Some observers see Lincoln’s presidency and the outcome of the Civil War as the point when America got off-kilter, sort of like a national equivalent to the Fall of Man.  At some point between 1860 and 1865, so this line of thinking goes, the country went off the rails and abandoned the legacy of the Revolution and the Constitution, leaving us with the centralized, interventionist, and industrial nation in which we now live.

There’s a nugget of truth to all this, but it’s hidden among a lot of overstatement and moralization.  The Civil War did contribute to the creation of a stronger and more vigorous central government, Lincoln’s use of presidential authority was broader than many of his predecessors, and the Union’s victory did accelerate the creation of a more consolidated and economically modern America.  At the same time, though, you can’t attribute America’s transformation entirely to the Civil War or to Lincoln’s presidency.  The war was a critical step down that road, but it wasn’t the only one—and the road itself was circuitous, since the exertion of federal authority has expanded and contracted at various times between 1865 and today.  Lincoln did a great many consequential things, but he didn’t sucker punch the whole country into the modern age single-handedly.

Abraham Lincoln portrait by William F. Cogswell, 1869 (The White House Historical Association via Wikimedia Commons)

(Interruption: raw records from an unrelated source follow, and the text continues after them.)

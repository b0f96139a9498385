//! Parameter derivation for the TSM converters.
//!
//! Turns a handful of user-facing knobs into the fully resolved configuration
//! shared by a converter and the overlap-add driver. Knobs can also be kept
//! in a small `key=value` preset file.

use crate::ola::OlaConverter;
use crate::wsola::WsolaConverter;
use std::fmt;
use std::fs;
use std::io;
use std::path::{Path, PathBuf};
use thiserror::Error;
use tracing::{debug, warn};

/// Frame length used when none is given
pub const DEFAULT_FRAME_LENGTH: usize = 1024;

/// Errors raised while resolving or loading parameters
#[derive(Error, Debug)]
pub enum ParamsError {
    #[error("Channel count must be at least 1")]
    ZeroChannels,
    #[error("Frame length must be at least 1")]
    ZeroFrameLength,
    #[error("Synthesis hop {hop} outside 1..={frame_length}")]
    InvalidSynthesisHop { hop: usize, frame_length: usize },
    #[error("Speed must be finite and positive, got {0}")]
    InvalidSpeed(f64),
    #[error("Analysis hop resolved to zero")]
    ZeroAnalysisHop,
    #[error("Tolerance {tolerance} must be below the frame length {frame_length}")]
    ToleranceTooLarge { tolerance: usize, frame_length: usize },
    #[error("Invalid value for {key}: {value}")]
    InvalidValue { key: String, value: String },
    #[error("IO error: {0}")]
    Io(#[from] io::Error),
}

/// Window shapes the driver knows how to build
#[derive(Debug, Clone, Copy, PartialEq, Eq)]
pub enum WindowKind {
    Hanning,
}

/// Fully resolved configuration shared by a converter and its driver
#[derive(Debug, Clone, PartialEq, Eq)]
pub struct TsmConfig {
    pub channels: usize,
    /// Samples per synthesis frame (`L`)
    pub frame_length: usize,
    /// Input samples between consecutive analysis frames (`Ha`)
    pub analysis_hop: usize,
    /// Output samples between consecutive synthesis frames (`Hs`)
    pub synthesis_hop: usize,
    /// Maximum alignment shift (`T`)
    pub tolerance: usize,
    /// Window applied to analysis frames, `None` for rectangular
    pub analysis_window: Option<WindowKind>,
    /// Window applied to synthesis frames before overlap-add
    pub synthesis_window: Option<WindowKind>,
    /// Extra samples the driver supplies before the nominal frame
    pub delta_before: usize,
    /// Extra samples the driver supplies after the nominal frame
    pub delta_after: usize,
}

impl TsmConfig {
    /// Extra samples around the nominal frame
    #[inline]
    pub fn padding(&self) -> usize {
        self.delta_before + self.delta_after
    }

    /// Samples per channel in every analysis frame handed to the converter
    #[inline]
    pub fn extended_frame_length(&self) -> usize {
        self.frame_length + self.padding()
    }

    /// Effective speed ratio, `Ha / Hs`
    #[inline]
    pub fn speed(&self) -> f64 {
        self.analysis_hop as f64 / self.synthesis_hop as f64
    }
}

/// User-facing tuning knobs
///
/// Optional fields fall back to defaults derived from the frame length.
#[derive(Debug, Clone, PartialEq)]
pub struct TsmParams {
    pub channels: usize,
    /// Output speed relative to the input (0.5 = half as fast, twice as long).
    /// Ignored when `analysis_hop` is set.
    pub speed: f64,
    pub frame_length: usize,
    pub analysis_hop: Option<usize>,
    pub synthesis_hop: Option<usize>,
    pub tolerance: Option<usize>,
}

impl Default for TsmParams {
    fn default() -> Self {
        Self {
            channels: 2,
            speed: 1.0,
            frame_length: DEFAULT_FRAME_LENGTH,
            analysis_hop: None,
            synthesis_hop: None,
            tolerance: None,
        }
    }
}

impl TsmParams {
    /// Default parameters for `channels` channels
    pub fn new(channels: usize) -> Self {
        Self {
            channels,
            ..Self::default()
        }
    }

    pub fn with_speed(mut self, speed: f64) -> Self {
        self.speed = speed;
        self
    }

    pub fn with_frame_length(mut self, frame_length: usize) -> Self {
        self.frame_length = frame_length;
        self
    }

    pub fn with_analysis_hop(mut self, hop: usize) -> Self {
        self.analysis_hop = Some(hop);
        self
    }

    pub fn with_synthesis_hop(mut self, hop: usize) -> Self {
        self.synthesis_hop = Some(hop);
        self
    }

    pub fn with_tolerance(mut self, tolerance: usize) -> Self {
        self.tolerance = Some(tolerance);
        self
    }

    /// Resolve the hop sizes, returning `(Ha, Hs)`
    fn resolve_hops(&self) -> Result<(usize, usize), ParamsError> {
        if self.channels == 0 {
            return Err(ParamsError::ZeroChannels);
        }
        if self.frame_length == 0 {
            return Err(ParamsError::ZeroFrameLength);
        }

        let synthesis_hop = self.synthesis_hop.unwrap_or(self.frame_length / 2);
        if synthesis_hop == 0 || synthesis_hop > self.frame_length {
            return Err(ParamsError::InvalidSynthesisHop {
                hop: synthesis_hop,
                frame_length: self.frame_length,
            });
        }

        let analysis_hop = match self.analysis_hop {
            Some(hop) => hop,
            None => {
                if !self.speed.is_finite() || self.speed <= 0.0 {
                    return Err(ParamsError::InvalidSpeed(self.speed));
                }
                (synthesis_hop as f64 * self.speed).floor() as usize
            }
        };
        if analysis_hop == 0 {
            return Err(ParamsError::ZeroAnalysisHop);
        }

        Ok((analysis_hop, synthesis_hop))
    }

    /// Resolve the configuration for the WSOLA converter
    ///
    /// - `Hs` defaults to `L / 2`
    /// - `Ha` defaults to `floor(Hs × speed)`
    /// - `T` defaults to `L / 2`
    /// - no analysis window, Hanning synthesis window
    /// - the driver pads every frame with `T + Hs` trailing samples
    pub fn resolve_wsola(&self) -> Result<TsmConfig, ParamsError> {
        let (analysis_hop, synthesis_hop) = self.resolve_hops()?;

        let tolerance = self.tolerance.unwrap_or(self.frame_length / 2);
        if tolerance >= self.frame_length {
            return Err(ParamsError::ToleranceTooLarge {
                tolerance,
                frame_length: self.frame_length,
            });
        }

        let config = TsmConfig {
            channels: self.channels,
            frame_length: self.frame_length,
            analysis_hop,
            synthesis_hop,
            tolerance,
            analysis_window: None,
            synthesis_window: Some(WindowKind::Hanning),
            delta_before: 0,
            delta_after: tolerance + synthesis_hop,
        };

        debug!(
            channels = config.channels,
            frame_length = config.frame_length,
            analysis_hop = config.analysis_hop,
            synthesis_hop = config.synthesis_hop,
            tolerance = config.tolerance,
            "resolved wsola configuration"
        );

        Ok(config)
    }

    /// Resolve the configuration for plain overlap-add
    ///
    /// Hops resolve as for WSOLA; the tolerance is ignored and both windows
    /// are Hanning.
    pub fn resolve_ola(&self) -> Result<TsmConfig, ParamsError> {
        let (analysis_hop, synthesis_hop) = self.resolve_hops()?;

        let config = TsmConfig {
            channels: self.channels,
            frame_length: self.frame_length,
            analysis_hop,
            synthesis_hop,
            tolerance: 0,
            analysis_window: Some(WindowKind::Hanning),
            synthesis_window: Some(WindowKind::Hanning),
            delta_before: 0,
            delta_after: 0,
        };

        debug!(
            channels = config.channels,
            frame_length = config.frame_length,
            analysis_hop = config.analysis_hop,
            synthesis_hop = config.synthesis_hop,
            "resolved ola configuration"
        );

        Ok(config)
    }

    /// Parse a `key=value` preset
    ///
    /// Blank lines and `#` comments are skipped, unknown keys are ignored.
    pub fn parse(content: &str) -> Result<Self, ParamsError> {
        let mut params = Self::default();

        for line in content.lines() {
            let line = line.trim();
            if line.is_empty() || line.starts_with('#') {
                continue;
            }

            let Some((key, value)) = line.split_once('=') else {
                warn!(line, "ignoring preset line without '='");
                continue;
            };
            let key = key.trim();
            let value = value.trim();

            match key {
                "channels" => params.channels = parse_value(key, value)?,
                "speed" => params.speed = parse_value(key, value)?,
                "frame_length" => params.frame_length = parse_value(key, value)?,
                "analysis_hop" => params.analysis_hop = parse_optional(key, value)?,
                "synthesis_hop" => params.synthesis_hop = parse_optional(key, value)?,
                "tolerance" => params.tolerance = parse_optional(key, value)?,
                _ => warn!(key, "ignoring unknown preset key"),
            }
        }

        Ok(params)
    }

    /// Load a preset from the default location
    ///
    /// Returns default parameters if the file is missing or invalid.
    pub fn load() -> Self {
        Self::load_from(&Self::preset_path()).unwrap_or_default()
    }

    /// Load a preset from a specific path
    pub fn load_from(path: &Path) -> Result<Self, ParamsError> {
        let content = fs::read_to_string(path)?;
        Self::parse(&content)
    }

    /// Save a preset to a specific path
    pub fn save_to(&self, path: &Path) -> Result<(), ParamsError> {
        if let Some(parent) = path.parent() {
            fs::create_dir_all(parent)?;
        }

        fs::write(path, self.to_string())?;
        Ok(())
    }

    /// Default preset file path
    pub fn preset_path() -> PathBuf {
        dirs::config_dir()
            .unwrap_or_else(|| PathBuf::from("."))
            .join("tsm")
            .join("params.txt")
    }
}

impl fmt::Display for TsmParams {
    fn fmt(&self, f: &mut fmt::Formatter<'_>) -> fmt::Result {
        writeln!(f, "# TSM parameters")?;
        writeln!(f, "channels={}", self.channels)?;
        writeln!(f, "speed={}", self.speed)?;
        writeln!(f, "frame_length={}", self.frame_length)?;
        if let Some(hop) = self.analysis_hop {
            writeln!(f, "analysis_hop={}", hop)?;
        }
        if let Some(hop) = self.synthesis_hop {
            writeln!(f, "synthesis_hop={}", hop)?;
        }
        if let Some(tolerance) = self.tolerance {
            writeln!(f, "tolerance={}", tolerance)?;
        }
        Ok(())
    }
}

fn parse_value<T: std::str::FromStr>(key: &str, value: &str) -> Result<T, ParamsError> {
    value.parse().map_err(|_| ParamsError::InvalidValue {
        key: key.to_string(),
        value: value.to_string(),
    })
}

/// An empty value clears the field
fn parse_optional(key: &str, value: &str) -> Result<Option<usize>, ParamsError> {
    if value.is_empty() {
        Ok(None)
    } else {
        parse_value(key, value).map(Some)
    }
}

/// Build a WSOLA converter together with the configuration for its driver
pub fn wsola(params: &TsmParams) -> Result<(WsolaConverter, TsmConfig), ParamsError> {
    let config = params.resolve_wsola()?;
    let converter = WsolaConverter::new(
        config.channels,
        config.frame_length,
        config.synthesis_hop,
        config.tolerance,
    );
    Ok((converter, config))
}

/// Build a plain overlap-add converter together with its configuration
pub fn ola(params: &TsmParams) -> Result<(OlaConverter, TsmConfig), ParamsError> {
    let config = params.resolve_ola()?;
    let converter = OlaConverter::new(config.channels, config.frame_length);
    Ok((converter, config))
}
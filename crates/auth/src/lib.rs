//! Identity primitives: password hashing, session tokens and the axum
//! middleware that turns a bearer token into an [`AuthUser`].

pub mod error;
pub mod jwt;
pub mod middleware;
pub mod password;

pub use error::AuthError;
pub use jwt::{Claims, JwtKeys};
pub use middleware::{AuthState, AuthUser};
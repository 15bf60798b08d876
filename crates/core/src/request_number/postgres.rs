//! PostgreSQL request number store
//!
//! Claiming a number is the insert of the `media_requests` row that carries
//! it, so the record and its number persist together or not at all. The store
//! borrows a connection from a caller-owned transaction; nothing is committed
//! here.

use async_trait::async_trait;
use sqlx::PgConnection;

use super::{Claim, RequestNumberStore, StoreError};
use crate::models::{MediaRequest, NewMediaRecord};

const SLOT_CONSTRAINT: &str = "unique_request_per_slot";

/// `LIKE` pattern matching `<prefix>_<anything>`, with the prefix's own
/// underscores escaped so they match literally
pub fn prefix_like_pattern(prefix: &str) -> String {
    let mut pattern = String::with_capacity(prefix.len() + 8);
    for c in prefix.chars() {
        if matches!(c, '\\' | '%' | '_') {
            pattern.push('\\');
        }
        pattern.push(c);
    }
    pattern.push_str("\\_%");
    pattern
}

pub(crate) fn map_store_error(e: sqlx::Error) -> StoreError {
    match &e {
        sqlx::Error::Database(db) if db.constraint() == Some(SLOT_CONSTRAINT) => StoreError::SlotTaken,
        sqlx::Error::PoolTimedOut | sqlx::Error::PoolClosed | sqlx::Error::Io(_) => {
            StoreError::Unavailable(e.to_string())
        }
        _ => StoreError::Backend(e.to_string()),
    }
}

pub struct PgRequestStore<'a> {
    conn: &'a mut PgConnection,
    record: &'a NewMediaRecord,
    lock_prefix: bool,
    locked: Option<String>,
    inserted: Option<MediaRequest>,
}

impl<'a> PgRequestStore<'a> {
    /// `conn` must belong to an open transaction: the per-prefix advisory lock
    /// is transaction scoped and is released on commit or rollback.
    pub fn new(conn: &'a mut PgConnection, record: &'a NewMediaRecord, lock_prefix: bool) -> Self {
        Self {
            conn,
            record,
            lock_prefix,
            locked: None,
            inserted: None,
        }
    }

    /// The row written by the successful claim
    pub fn into_inserted(self) -> Option<MediaRequest> {
        self.inserted
    }

    async fn lock(&mut self, prefix: &str) -> Result<(), StoreError> {
        if self.locked.as_deref() == Some(prefix) {
            return Ok(());
        }
        sqlx::query("SELECT pg_advisory_xact_lock(hashtext($1)::bigint)")
            .bind(format!("request_number:{}", prefix))
            .execute(&mut *self.conn)
            .await
            .map_err(map_store_error)?;
        self.locked = Some(prefix.to_string());
        Ok(())
    }
}

#[async_trait]
impl RequestNumberStore for PgRequestStore<'_> {
    async fn count_with_prefix(&mut self, prefix: &str) -> Result<u32, StoreError> {
        if self.lock_prefix {
            self.lock(prefix).await?;
        }

        let count: i64 = sqlx::query_scalar(
            "SELECT COUNT(*) FROM media_requests WHERE request_number LIKE $1"
        )
        .bind(prefix_like_pattern(prefix))
        .fetch_one(&mut *self.conn)
        .await
        .map_err(map_store_error)?;

        u32::try_from(count).map_err(|_| StoreError::Backend(format!("prefix count out of range: {}", count)))
    }

    async fn claim(&mut self, request_number: &str) -> Result<Claim, StoreError> {
        let record = self.record;
        let row: Option<MediaRequest> = sqlx::query_as(
            r#"
            INSERT INTO media_requests (
                request_number, user_id, customer_name, customer_email, customer_phone,
                date, time, location, reference_image_name, note, status, created_at, updated_at
            )
            VALUES ($1, $2, $3, $4, $5, $6, $7, $8, $9, $10, 'open', $11, $11)
            ON CONFLICT (request_number) DO NOTHING
            RETURNING *
            "#
        )
        .bind(request_number)
        .bind(record.user_id)
        .bind(&record.customer_name)
        .bind(&record.customer_email)
        .bind(&record.customer_phone)
        .bind(record.date)
        .bind(record.time)
        .bind(&record.location)
        .bind(&record.reference_image_name)
        .bind(&record.note)
        .bind(record.created_at)
        .fetch_optional(&mut *self.conn)
        .await
        .map_err(map_store_error)?;

        match row {
            Some(row) => {
                self.inserted = Some(row);
                Ok(Claim::Claimed)
            }
            None => Ok(Claim::Taken),
        }
    }
}

#[cfg(test)]
mod tests {
    use super::*;

    #[test]
    fn test_prefix_like_pattern_escapes_underscores() {
        assert_eq!(prefix_like_pattern("20250314_0915"), "20250314\\_0915\\_%");
    }

    #[test]
    fn test_prefix_like_pattern_escapes_wildcards() {
        assert_eq!(prefix_like_pattern("a%b\\c"), "a\\%b\\\\c\\_%");
    }

    #[test]
    fn test_pool_timeout_is_unavailable() {
        assert!(matches!(map_store_error(sqlx::Error::PoolTimedOut), StoreError::Unavailable(_)));
        assert!(matches!(map_store_error(sqlx::Error::RowNotFound), StoreError::Backend(_)));
    }
}
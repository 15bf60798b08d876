//! Accounts: registration, login and staff-managed fields

use mediadesk_auth::password::{hash_password, verify_password};
use mediadesk_storage::Storage;
use sqlx::PgPool;
use std::sync::Arc;
use uuid::Uuid;

use crate::error::CoreError;
use crate::models::{AdminUserUpdate, ContactType, RegisterInput, UploadedFile, User};
use crate::site_settings::SiteSettingsService;
use crate::validation::{parse_contact_type, validate_password, validate_phone, validate_username};

const USERNAME_CONSTRAINT: &str = "users_username_key";
const SEARCH_LIMIT: i64 = 200;

#[derive(Debug)]
pub struct Registration {
    pub user: User,
    pub warnings: Vec<String>,
}

/// Validated registration fields
#[derive(Debug, Clone, PartialEq, Eq)]
pub(crate) struct CleanRegistration {
    pub username: String,
    pub email: String,
    pub primary_phone: String,
    pub primary_type: ContactType,
    pub secondary_phone: Option<String>,
    pub secondary_type: Option<ContactType>,
}

pub(crate) fn clean_registration(input: &RegisterInput) -> Result<CleanRegistration, CoreError> {
    let username = validate_username(&input.username)?;
    validate_password(&input.password)?;
    let primary_phone = validate_phone("primary_phone", &input.primary_phone)?;
    let primary_type = parse_contact_type("primary_type", input.primary_type.as_deref())?.unwrap_or_default();
    let secondary_phone = input
        .secondary_phone
        .as_deref()
        .map(str::trim)
        .filter(|p| !p.is_empty())
        .map(|p| validate_phone("secondary_phone", p))
        .transpose()?;
    let secondary_type = parse_contact_type("secondary_type", input.secondary_type.as_deref())?;

    Ok(CleanRegistration {
        username,
        email: input.email.trim().to_string(),
        primary_phone,
        primary_type,
        secondary_phone,
        secondary_type,
    })
}

/// `ILIKE` pattern matching `q` anywhere, with wildcards in `q` taken
/// literally. `None` for a blank query.
pub(crate) fn contains_pattern(q: &str) -> Option<String> {
    let q = q.trim();
    if q.is_empty() {
        return None;
    }
    let mut pattern = String::with_capacity(q.len() + 2);
    pattern.push('%');
    for c in q.chars() {
        if matches!(c, '\\' | '%' | '_') {
            pattern.push('\\');
        }
        pattern.push(c);
    }
    pattern.push('%');
    Some(pattern)
}

async fn hash_off_thread(password: String) -> Result<String, CoreError> {
    tokio::task::spawn_blocking(move || hash_password(&password))
        .await
        .map_err(|e| CoreError::Password(e.to_string()))?
        .map_err(CoreError::from)
}

#[derive(Clone)]
pub struct UserService {
    pool: PgPool,
    storage: Arc<dyn Storage>,
    settings: SiteSettingsService,
}

impl UserService {
    pub fn new(pool: PgPool, storage: Arc<dyn Storage>, settings: SiteSettingsService) -> Self {
        Self { pool, storage, settings }
    }

    pub async fn register(
        &self,
        input: RegisterInput,
        profile_picture: Option<UploadedFile>,
    ) -> Result<Registration, CoreError> {
        let clean = clean_registration(&input)?;

        let exists: bool = sqlx::query_scalar("SELECT EXISTS(SELECT 1 FROM users WHERE username = $1)")
            .bind(&clean.username)
            .fetch_one(&self.pool)
            .await?;
        if exists {
            return Err(CoreError::UsernameTaken);
        }

        let password_hash = hash_off_thread(input.password).await?;

        let mut user = sqlx::query_as::<_, User>(
            r#"
            INSERT INTO users (username, email, password_hash, primary_phone, primary_type, secondary_phone, secondary_type)
            VALUES ($1, $2, $3, $4, $5, $6, $7)
            RETURNING *
            "#
        )
        .bind(&clean.username)
        .bind(&clean.email)
        .bind(&password_hash)
        .bind(&clean.primary_phone)
        .bind(clean.primary_type.as_str())
        .bind(&clean.secondary_phone)
        .bind(clean.secondary_type.map(|t| t.as_str()))
        .fetch_one(&self.pool)
        .await
        .map_err(|e| match &e {
            // Lost a race with a concurrent registration of the same name
            sqlx::Error::Database(db) if db.constraint() == Some(USERNAME_CONSTRAINT) => CoreError::UsernameTaken,
            _ => CoreError::Database(e),
        })?;

        tracing::info!("Registered user {} ({})", user.username, user.id);

        let mut warnings = Vec::new();
        if let Some(file) = profile_picture {
            match self.upload_profile_picture(&user, file).await {
                Ok(Some(file_id)) => {
                    sqlx::query("UPDATE users SET profile_picture = $1 WHERE id = $2")
                        .bind(&file_id)
                        .bind(user.id)
                        .execute(&self.pool)
                        .await?;
                    user.profile_picture = Some(file_id);
                }
                Ok(None) => {}
                Err(e) => {
                    tracing::warn!("Profile picture upload failed for {}: {}", user.username, e);
                    warnings.push(format!("Profile saved but upload failed: {}", e));
                }
            }
        }

        Ok(Registration { user, warnings })
    }

    /// Returns the stored file id, or `None` when no profile folder is configured
    async fn upload_profile_picture(&self, user: &User, file: UploadedFile) -> Result<Option<String>, String> {
        let folders = self.settings.folders().await.map_err(|e| e.to_string())?;
        let Some(folder_id) = folders.profile else {
            tracing::debug!("No profile folder configured, skipping upload");
            return Ok(None);
        };
        let filename = format!("{}_{}", user.username, file.filename);
        self.storage
            .upload(file.data, &filename, file.content_type.as_deref(), &folder_id)
            .await
            .map(Some)
            .map_err(|e| e.to_string())
    }

    /// Log in with either the username or the primary phone number
    pub async fn authenticate(&self, login: &str, password: &str) -> Result<User, CoreError> {
        let login = login.trim();
        if login.is_empty() || password.is_empty() {
            return Err(CoreError::InvalidCredentials);
        }

        // An exact username match takes precedence over a phone match
        let user = sqlx::query_as::<_, User>(
            "SELECT * FROM users WHERE username = $1 OR primary_phone = $1
             ORDER BY (username = $1) DESC, date_joined ASC LIMIT 1"
        )
        .bind(login)
        .fetch_optional(&self.pool)
        .await?
        .ok_or(CoreError::InvalidCredentials)?;

        let password = password.to_string();
        let hash = user.password_hash.clone();
        let valid = tokio::task::spawn_blocking(move || verify_password(&password, &hash))
            .await
            .map_err(|e| CoreError::Password(e.to_string()))?;

        if !valid {
            tracing::warn!("Failed login for {}", user.username);
            return Err(CoreError::InvalidCredentials);
        }
        if !user.is_active {
            tracing::warn!("Inactive user {} attempted to log in", user.username);
            return Err(CoreError::InvalidCredentials);
        }

        Ok(user)
    }

    pub async fn get(&self, id: Uuid) -> Result<User, CoreError> {
        sqlx::query_as::<_, User>("SELECT * FROM users WHERE id = $1")
            .bind(id)
            .fetch_optional(&self.pool)
            .await?
            .ok_or(CoreError::NotFound)
    }

    /// Users whose username, email or primary phone contains `q`, newest
    /// first. A blank query lists everyone.
    pub async fn search(&self, q: &str) -> Result<Vec<User>, CoreError> {
        let users = sqlx::query_as::<_, User>(
            "SELECT * FROM users
             WHERE $1::text IS NULL OR username ILIKE $1 OR email ILIKE $1 OR primary_phone ILIKE $1
             ORDER BY date_joined DESC
             LIMIT $2"
        )
        .bind(contains_pattern(q))
        .bind(SEARCH_LIMIT)
        .fetch_all(&self.pool)
        .await?;
        Ok(users)
    }

    pub async fn update_admin_fields(&self, id: Uuid, update: AdminUserUpdate) -> Result<User, CoreError> {
        let user = sqlx::query_as::<_, User>(
            r#"
            UPDATE users SET
                is_satsangi = COALESCE($2, is_satsangi),
                is_ambrish = COALESCE($3, is_ambrish),
                department_notes = COALESCE($4, department_notes),
                is_active = COALESCE($5, is_active),
                is_staff = COALESCE($6, is_staff)
            WHERE id = $1
            RETURNING *
            "#
        )
        .bind(id)
        .bind(update.is_satsangi)
        .bind(update.is_ambrish)
        .bind(update.department_notes.as_deref().map(str::trim))
        .bind(update.is_active)
        .bind(update.is_staff)
        .fetch_optional(&self.pool)
        .await?
        .ok_or(CoreError::NotFound)?;

        tracing::info!("Admin fields updated for user {}", user.id);
        Ok(user)
    }

    /// Create a staff account if no user with this name exists.
    /// Returns true when an account was created.
    pub async fn ensure_superuser(&self, username: &str, password: &str) -> Result<bool, CoreError> {
        let username = validate_username(username)?;
        validate_password(password)?;

        let exists: bool = sqlx::query_scalar("SELECT EXISTS(SELECT 1 FROM users WHERE username = $1)")
            .bind(&username)
            .fetch_one(&self.pool)
            .await?;
        if exists {
            return Ok(false);
        }

        let password_hash = hash_off_thread(password.to_string()).await?;
        let result = sqlx::query(
            r#"
            INSERT INTO users (username, password_hash, primary_phone, is_staff)
            VALUES ($1, $2, '', TRUE)
            ON CONFLICT (username) DO NOTHING
            "#
        )
        .bind(&username)
        .bind(&password_hash)
        .execute(&self.pool)
        .await?;

        let created = result.rows_affected() > 0;
        if created {
            tracing::info!("Created staff account {}", username);
        }
        Ok(created)
    }
}

#[cfg(test)]
mod tests {
    use super::*;

    fn input() -> RegisterInput {
        RegisterInput {
            username: " asha ".into(),
            email: " asha@example.org ".into(),
            password: "correct horse".into(),
            primary_phone: "+919876543210".into(),
            primary_type: None,
            secondary_phone: Some("".into()),
            secondary_type: None,
        }
    }

    #[test]
    fn test_contains_pattern() {
        assert_eq!(contains_pattern(" asha ").as_deref(), Some("%asha%"));
        assert_eq!(contains_pattern("+91").as_deref(), Some("%+91%"));
        assert_eq!(contains_pattern("a_b%c").as_deref(), Some("%a\\_b\\%c%"));
        assert_eq!(contains_pattern("   "), None);
    }

    #[test]
    fn test_clean_registration_defaults() {
        let clean = clean_registration(&input()).unwrap();
        assert_eq!(clean.username, "asha");
        assert_eq!(clean.email, "asha@example.org");
        assert_eq!(clean.primary_type, ContactType::Whatsapp);
        assert_eq!(clean.secondary_phone, None);
    }

    #[test]
    fn test_clean_registration_rejects_bad_secondary_phone() {
        let mut bad = input();
        bad.secondary_phone = Some("0123".into());
        assert!(matches!(clean_registration(&bad), Err(CoreError::Validation(_))));
    }

    #[test]
    fn test_clean_registration_rejects_numeric_password() {
        let mut bad = input();
        bad.password = "1234567890".into();
        assert!(matches!(clean_registration(&bad), Err(CoreError::Validation(_))));
    }

    #[test]
    fn test_clean_registration_parses_contact_types() {
        let mut both = input();
        both.primary_type = Some("both".into());
        both.secondary_phone = Some("+14155550123".into());
        both.secondary_type = Some("telegram".into());
        let clean = clean_registration(&both).unwrap();
        assert_eq!(clean.primary_type, ContactType::Both);
        assert_eq!(clean.secondary_phone.as_deref(), Some("+14155550123"));
        assert_eq!(clean.secondary_type, Some(ContactType::Telegram));
    }
}
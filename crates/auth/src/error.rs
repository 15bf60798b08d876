use thiserror::Error;

#[derive(Debug, Error)]
pub enum AuthError {
    #[error("Password hashing failed: {0}")]
    Hashing(String),

    #[error("Invalid token: {0}")]
    InvalidToken(String),

    #[error("Token creation failed: {0}")]
    TokenCreation(String),
}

In an interesting and provocative essay, Thomas DiLorenzo takes this notion of the Lincoln presidency as something akin to America’s moment of original sin and applies it to foreign policy.  He argues that Lincoln abandoned the Founders’ desire for neutrality and friendly commerce in favor of “imperialist fantasies about perfecting the entire planet as the bedrock of American foreign policy ideas.”  Lincoln, he states, believed that it was incumbent upon Americans to impose democratic ideals on other countries, and so our subsequent foreign entanglements and interventions follow from this misguided conviction.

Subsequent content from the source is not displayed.